All subsequent undesignated statutory references are to the Welfare and Institutions Code.
[4] The substantive allegations of counts b-2 and d-1 are the same.
[5] The pre-plea probation report said that father had sexually abused two of his younger sisters.
[6] Father pled guilty to two counts of violating Penal Code section 288.5, subdivision (a), which provides: “Any person who either resides in the same home with the minor child or has recurring access to the child, who over a period of time, not less than three months in duration, engages in three or more acts of substantial sexual conduct with a child under the age of 14 years at the time of the commission of the offense, as defined in subdivision (b) of Section 1203.066, or three or more acts of lewd or lascivious conduct, as defined in Section 288, with a child under the age of 14 years at the time of the commission of the offense is guilty of the offense of continuous sexual abuse of a child and shall be punished by imprisonment in the state prison for a term of 6, 12, or 16 years.” The term “substantial sexual conduct” is defined by Penal Code section 1203.066 as “penetration of the vagina or rectum of either the victim or the offender by the penis of the other or by any foreign object, oral copulation, or masturbation of either the victim or the offender.”
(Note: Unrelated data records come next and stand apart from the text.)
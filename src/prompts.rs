//! System prompts and user-message templates for the two model calls.
//!
//! Centralising every prompt here serves two purposes:
//!
//! 1. **Single source of truth** — changing the structuring rules or the
//!    styling directives means editing exactly one place.
//!
//! 2. **Testability** — unit tests can inspect prompts directly without a
//!    live model, so prompt regressions are easy to catch.
//!
//! Callers can override either system prompt through
//! [`crate::config::PipelineConfig`]; the constants here are used only when no
//! override is provided.

/// Default system prompt for the structuring call.
///
/// The key list at the end mirrors [`crate::document::StructuredDocument`]'s
/// JSON field names so the model's answer deserializes without renaming.
pub const STRUCTURING_SYSTEM_PROMPT: &str = r#"You are an academic document structuring assistant. Your task is to analyze OCR text from handwritten notes and structure it into a well-organized academic document format.

Follow these guidelines:
1. Identify the document title, author, and abstract if present
2. Organize the content into logical chapters and subchapters
3. Extract and format references according to Harvard style
4. Create a table of contents based on the identified structure
5. Identify any appendices or supplementary material

Structure the content in a way that maintains the original meaning and flow while improving organization.
If the input is unclear or ambiguous, make reasonable assumptions based on academic writing conventions.

Return the structured content as a valid JSON object matching this schema (every field is optional, every value is a string or a list):
{
  "title": string,
  "author": string,
  "abstract": string,
  "tableOfContents": [string],
  "chapters": [{ "title": string, "content": string, "subchapters": [{ "title": string, "content": string }] }],
  "references": [{ "author": string, "year": string, "title": string, "publisher": string, "url": string, "accessDate": string }],
  "appendices": [{ "title": string, "content": string }]
}"#;

/// Default system prompt for the HTML rendering call.
pub const RENDERING_SYSTEM_PROMPT: &str = r#"You are an academic document formatter. Create an HTML document based on the provided structured content.
The document should follow Harvard academic style guidelines with:

1. A professional, clean layout suitable for academic publishing
2. Proper heading hierarchy and typography
3. Harvard-style citations and references
4. Appropriate spacing, margins, and font choices
5. A table of contents with links to sections
6. Properly formatted footnotes and endnotes if applicable
7. Responsive design that works well for both screen reading and printing

Use semantic HTML5 elements and include CSS styling within a <style> tag in the head.
The styling should be elegant, professional, and appropriate for academic publishing.
Output only the complete HTML code with no markdown formatting or code blocks."#;

/// Build the user message for the structuring call.
///
/// The `ADDITIONAL INSTRUCTIONS` line is present only when `instructions`
/// has visible content.
pub fn structuring_user_message(ocr_text: &str, instructions: Option<&str>) -> String {
    let mut message = format!("OCR TEXT: {ocr_text}\n\n");
    if let Some(extra) = instructions.map(str::trim).filter(|s| !s.is_empty()) {
        message.push_str(&format!("ADDITIONAL INSTRUCTIONS: {extra}\n\n"));
    }
    message.push_str("Please structure this content into a well-organized academic document format.");
    message
}

/// Build the user message for the rendering call from the serialised document.
pub fn rendering_user_message(document_json: &str) -> String {
    format!("STRUCTURED CONTENT: {document_json}")
}

#[cfg(test)]
mod tests {
    use super::*;

    #[test]
    fn structuring_prompt_names_every_schema_field() {
        for key in [
            "\"title\"",
            "\"abstract\"",
            "\"tableOfContents\"",
            "\"subchapters\"",
            "\"accessDate\"",
            "\"appendices\"",
        ] {
            assert!(STRUCTURING_SYSTEM_PROMPT.contains(key), "missing {key}");
        }
        assert!(STRUCTURING_SYSTEM_PROMPT.contains("Harvard"));
    }

    #[test]
    fn rendering_prompt_forbids_fences() {
        assert!(RENDERING_SYSTEM_PROMPT.contains("no markdown formatting or code blocks"));
        assert!(RENDERING_SYSTEM_PROMPT.contains("<style>"));
    }

    #[test]
    fn user_message_without_instructions() {
        let msg = structuring_user_message("Chapter 1. Intro.", None);
        assert!(msg.starts_with("OCR TEXT: Chapter 1. Intro."));
        assert!(!msg.contains("ADDITIONAL INSTRUCTIONS"));
    }

    #[test]
    fn blank_instructions_are_dropped() {
        let msg = structuring_user_message("text", Some("   "));
        assert!(!msg.contains("ADDITIONAL INSTRUCTIONS"));
    }

    #[test]
    fn instructions_are_embedded() {
        let msg = structuring_user_message("text", Some("Use British spelling"));
        assert!(msg.contains("ADDITIONAL INSTRUCTIONS: Use British spelling"));
    }

    #[test]
    fn rendering_message_embeds_json() {
        assert_eq!(
            rendering_user_message(r#"{"title":"T"}"#),
            r#"STRUCTURED CONTENT: {"title":"T"}"#
        );
    }
}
[7] Having concluded that Daniel is within the jurisdiction of the juvenile court pursuant to section 300, subdivision (d), we need not address the juvenile court’s alternative finding that the risk that Daniel will be sexually abused also gives rise to jurisdiction pursuant to section 300, subdivision (b).
* Judge of the Los Angeles Superior Court, assigned by the Chief Justice pursuant to article VI, section 6 of the California Constitution.